Turkey summons Iranian envoy for remarks on Iraq operations conflict news


Turkey claims that the presence of the PKK in Iraq is a threat to national security and that it is Baghdad’s responsibility to take action against the rebels.

Turkey summoned the Iranian ambassador to the country on Sunday for comments alleging Ankara violated Iraq’s sovereignty, state media reported.

Ambassador Mohammad Farazmand called to Turkish Foreign Ministry after Iranian Ambassador to Iraq made comments on Ankara’s cross-border military offensive against Kurdistan Workers’ Party (PKK) fighters based in northern Iraq.

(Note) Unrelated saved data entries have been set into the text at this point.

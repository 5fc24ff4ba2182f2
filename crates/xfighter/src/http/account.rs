/*
[INPUT]:  Venue, trading account and optional symbol
[OUTPUT]: Account status (all orders placed by the account)
[POS]:    HTTP layer - account endpoints (require API key)
[UPDATE]: When account endpoints change
*/

use reqwest::Method;

use crate::http::{Result, XfighterClient};
use crate::types::AccountStatus;

impl XfighterClient {
    /// All orders an account has placed on a venue
    ///
    /// GET /venues/{venue}/accounts/{account}/orders
    pub async fn account_orders(&self, venue: &str, account: &str) -> Result<AccountStatus> {
        self.fetch(Method::GET, &["venues", venue, "accounts", account, "orders"], &[])
            .await
    }

    /// Orders an account has placed on a venue for one stock
    ///
    /// GET /venues/{venue}/accounts/{account}/stocks/{symbol}/orders
    pub async fn account_stock_orders(
        &self,
        venue: &str,
        account: &str,
        symbol: &str,
    ) -> Result<AccountStatus> {
        let segments = ["venues", venue, "accounts", account, "stocks", symbol, "orders"];
        self.fetch(Method::GET, &segments, &[]).await
    }
}
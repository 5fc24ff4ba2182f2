/*
[INPUT]:  Optional YAML file plus XFIGHTER_* environment variables
[OUTPUT]: Validated CLI settings and the client config built from them
[POS]:    Configuration layer - CLI startup
[UPDATE]: When adding new configuration options
*/

use std::path::Path;
use std::time::Duration;

use anyhow::{Context, Result, bail};
use config::{Config, Environment, File};
use serde::Deserialize;
use xfighter::ClientConfig;
use xfighter::http::client::DEFAULT_BASE_URL;

const ENV_PREFIX: &str = "XFIGHTER";

/// Settings shared by every subcommand
#[derive(Debug, Clone, Deserialize)]
pub struct Settings {
    /// API root, e.g. "https://api.stockfighter.io/ob/api"
    #[serde(default = "default_base_url")]
    pub base_url: String,
    #[serde(default)]
    pub api_key: Option<String>,
    /// Trading account used when a command does not name one
    #[serde(default)]
    pub account: Option<String>,
    /// Venue used when a command does not name one
    #[serde(default)]
    pub venue: Option<String>,
    #[serde(default)]
    pub timeout_secs: Option<u64>,
}

fn default_base_url() -> String {
    DEFAULT_BASE_URL.to_string()
}

impl Settings {
    /// Load settings from `path` (if given) with environment overrides
    pub fn load(path: Option<&Path>) -> Result<Self> {
        Self::load_with_env(path, Environment::with_prefix(ENV_PREFIX))
    }

    fn load_with_env(path: Option<&Path>, env: Environment) -> Result<Self> {
        let mut builder = Config::builder();
        if let Some(path) = path {
            builder = builder.add_source(File::from(path).required(true));
        }
        let settings: Self = builder
            .add_source(env)
            .build()
            .context("read configuration sources")?
            .try_deserialize()
            .context("parse configuration")?;
        settings.validate()?;
        Ok(settings)
    }

    fn validate(&self) -> Result<()> {
        if self.base_url.trim().is_empty() {
            bail!("base_url must not be empty");
        }
        if self.timeout_secs == Some(0) {
            bail!("timeout_secs must be greater than zero");
        }
        Ok(())
    }

    pub fn client_config(&self) -> ClientConfig {
        ClientConfig {
            base_url: self.base_url.clone(),
            api_key: self.api_key.clone(),
            timeout: self.timeout_secs.map(Duration::from_secs),
            connect_timeout: None,
        }
    }

    pub fn venue_or(&self, explicit: Option<String>) -> Result<String> {
        explicit
            .or_else(|| self.venue.clone())
            .context("no venue given; pass --venue or set XFIGHTER_VENUE")
    }

    pub fn account_or(&self, explicit: Option<String>) -> Result<String> {
        explicit
            .or_else(|| self.account.clone())
            .context("no account given; pass --account or set XFIGHTER_ACCOUNT")
    }
}
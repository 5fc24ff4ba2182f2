/*
[INPUT]:  API schema definitions and serde requirements
[OUTPUT]: Typed Rust response structs with serialization support
[POS]:    Data layer - type definitions for API communication
[UPDATE]: When API schema changes or new types added
*/

use serde::{Deserialize, Serialize};

#[derive(Debug, Clone, PartialEq, Eq, Serialize, Deserialize)]
pub struct HeartbeatResponse {
    pub ok: bool,
    #[serde(default)]
    pub error: String,
}

#[derive(Debug, Clone, PartialEq, Eq, Serialize, Deserialize)]
pub struct VenueHeartbeatResponse {
    pub ok: bool,
    pub venue: String,
}
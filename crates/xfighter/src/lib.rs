/*
[INPUT]:  Crate modules and public type definitions
[OUTPUT]: Public Xfighter client crate surface
[POS]:    Crate root - module wiring
[UPDATE]: When public modules or exports change
*/

//! Typed async client for the Stockfighter-style trading simulation API.
//!
//! Every operation is a single round trip returning [`Result`]; failures are
//! classified into [`XfighterError`] variants by [`decode_response`].

pub mod http;
pub mod types;

// Re-export commonly used types from http
pub use http::{
    ClientConfig,
    ErrorKind,
    RawResponse,
    Result,
    XfighterClient,
    XfighterError,
    decode_response,
};

// Re-export all types
pub use types::*;
/*
[INPUT]:  Venue and symbol
[OUTPUT]: Orderbook snapshot (bids and asks)
[POS]:    HTTP layer - orderbook endpoint (no auth required)
[UPDATE]: When the orderbook endpoint or entry format changes
*/

use reqwest::Method;

use crate::http::{Result, XfighterClient};
use crate::types::Orderbook;

impl XfighterClient {
    /// Snapshot of the orderbook for a stock
    ///
    /// GET /venues/{venue}/stocks/{symbol}
    pub async fn orderbook(&self, venue: &str, symbol: &str) -> Result<Orderbook> {
        self.fetch(Method::GET, &["venues", venue, "stocks", symbol], &[])
            .await
    }
}
/*
[INPUT]:  Venue, symbol and order id (or a previously fetched Order)
[OUTPUT]: Current or cancelled order state
[POS]:    HTTP layer - per-order endpoints (require API key)
[UPDATE]: When order status or cancel endpoints change
*/

use reqwest::Method;
use tracing::info;

use crate::http::decode::EXPECT_OK;
use crate::http::{Result, XfighterClient};
use crate::types::Order;

impl XfighterClient {
    /// Fetch the current state of an order
    ///
    /// GET /venues/{venue}/stocks/{symbol}/orders/{id}
    pub async fn order_status(&self, venue: &str, symbol: &str, id: u64) -> Result<Order> {
        let id = id.to_string();
        self.fetch(Method::GET, &order_segments(venue, symbol, &id), &[])
            .await
    }

    /// Cancel an order; the response is the order in its final state
    ///
    /// DELETE /venues/{venue}/stocks/{symbol}/orders/{id}
    pub async fn cancel_order(&self, venue: &str, symbol: &str, id: u64) -> Result<Order> {
        let id = id.to_string();
        let builder =
            self.request_builder(Method::DELETE, &order_segments(venue, symbol, &id), &[])?;
        let order: Order = self.send_json(builder, EXPECT_OK).await?;
        info!(
            id = order.id,
            venue = %order.venue,
            symbol = %order.symbol,
            total_filled = order.total_filled,
            "order cancelled"
        );
        Ok(order)
    }

    /// Re-fetch an order previously returned by the service
    pub async fn refresh_order(&self, order: &Order) -> Result<Order> {
        self.order_status(&order.venue, &order.symbol, order.id).await
    }

    /// Cancel an order previously returned by the service
    pub async fn cancel(&self, order: &Order) -> Result<Order> {
        self.cancel_order(&order.venue, &order.symbol, order.id).await
    }
}

fn order_segments<'a>(venue: &'a str, symbol: &'a str, id: &'a str) -> [&'a str; 6] {
    ["venues", venue, "stocks", symbol, "orders", id]
}

#[cfg(test)]
mod tests {
    use crate::http::{ClientConfig, XfighterClient};
    use crate::types::OrderStatus;
    use serde_json::{Value, json};
    use wiremock::matchers::{method, path};
    use wiremock::{Mock, MockServer, ResponseTemplate};

    fn client_for(server: &MockServer) -> XfighterClient {
        XfighterClient::with_config_and_base_url(ClientConfig::new("test-key"), &server.uri())
            .expect("client init")
    }

    fn order_body(open: bool, total_filled: u64) -> Value {
        let outstanding = if open { 100 - total_filled } else { 0 };
        json!({
            "ok": true,
            "symbol": "FOOBAR",
            "venue": "TESTEX",
            "direction": "buy",
            "originalQty": 100,
            "qty": outstanding,
            "price": 5100,
            "orderType": "limit",
            "id": 42,
            "account": "EXB123456",
            "ts": "2015-07-05T22:16:18+00:00",
            "fills": [],
            "totalFilled": total_filled,
            "open": open
        })
    }

    #[tokio::test]
    async fn test_order_status() {
        let server = MockServer::start().await;
        Mock::given(method("GET"))
            .and(path("/venues/TESTEX/stocks/FOOBAR/orders/42"))
            .respond_with(ResponseTemplate::new(200).set_body_json(order_body(true, 0)))
            .expect(1)
            .mount(&server)
            .await;

        let order = client_for(&server)
            .order_status("TESTEX", "FOOBAR", 42)
            .await
            .expect("order_status failed");

        assert_eq!(order.id, 42);
        assert_eq!(order.status(), OrderStatus::Open);
    }

    #[tokio::test]
    async fn test_cancel_via_existing_order() {
        let server = MockServer::start().await;
        Mock::given(method("GET"))
            .and(path("/venues/TESTEX/stocks/FOOBAR/orders/42"))
            .respond_with(ResponseTemplate::new(200).set_body_json(order_body(true, 30)))
            .mount(&server)
            .await;
        Mock::given(method("DELETE"))
            .and(path("/venues/TESTEX/stocks/FOOBAR/orders/42"))
            .respond_with(ResponseTemplate::new(200).set_body_json(order_body(false, 30)))
            .expect(1)
            .mount(&server)
            .await;

        let client = client_for(&server);
        let order = client
            .order_status("TESTEX", "FOOBAR", 42)
            .await
            .expect("order_status failed");
        let refreshed = client.refresh_order(&order).await.expect("refresh failed");
        let cancelled = client.cancel(&refreshed).await.expect("cancel failed");

        assert_eq!(refreshed, order);
        assert!(!cancelled.open);
        assert_eq!(cancelled.status(), OrderStatus::Cancelled);
    }
}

Iranian envoy Iraj Masjedi criticized Turkey’s operations in an interview Rudaw news agency Saturday.

Ministry officials expressed “Turkey’s rejection of the accusations made by Iran’s envoy to Baghdad, stressing that Ankara is fighting the terrorist organization PKK, which aims for the stability of Iraq,” reported the Anadolu news agency, citing anonymous diplomatic sources.

Farazmand has been told that Ankara expects “Iran to support, not oppose, Turkey’s fight against terrorism.”

Turkey’s envoy to Iraq also denounced the comments in a Twitter message on Saturday.

“The Iranian ambassador would be the last person to lecture Turkey on respecting Iraq’s borders,” said Fatih Yildiz.

Meanwhile, the Iranian Foreign Ministry summoned the Turkish envoy to Tehran to officially protest the “unacceptable” comments by Turkish Interior Minister Suleyman Soylu, who said PKK members were present on the ground. Iranian.

Iran’s foreign ministry also criticized Yildiz’s “unwarranted” remarks.

‘Reject military intervention’

Turkey claims that the presence of the PKK in Iraq is a threat to national security and that it is Baghdad’s responsibility to take action against the rebels. Ankara has vowed to defend its borders as long as the group operates in the region.

Masjedi said in the interview: “We reject military intervention in Iraq and Turkish forces should not pose a threat or violate Iraqi soil. The security of the Iraqi region must be maintained by Iraqi forces and [Kurdistan] regional forces in their region.

“We do not accept at all – whether it is Turkey or any other country – to intervene militarily in Iraq or to advance or have a military presence in Iraq.”

Turkey launched the Operation Claw-Tiger in June 2000 in the region of Haftanin, in northern Iraq. He targeted PKK positions with hundreds of airstrikes and deployed special forces in the area.

The PKK – designated a “terrorist” group by Turkey, the United States and the European Union – took up arms against the Turkish state in 1984. More than 40,000 people have been killed in the conflict raging in the south -est of Turkey.

The Kurdish authorities in northern Iraq, dominated by the Kurdistan Democratic Party (PDK), see the PKK as a worrying presence but have never been able to uproot it from bases in northern Iraq.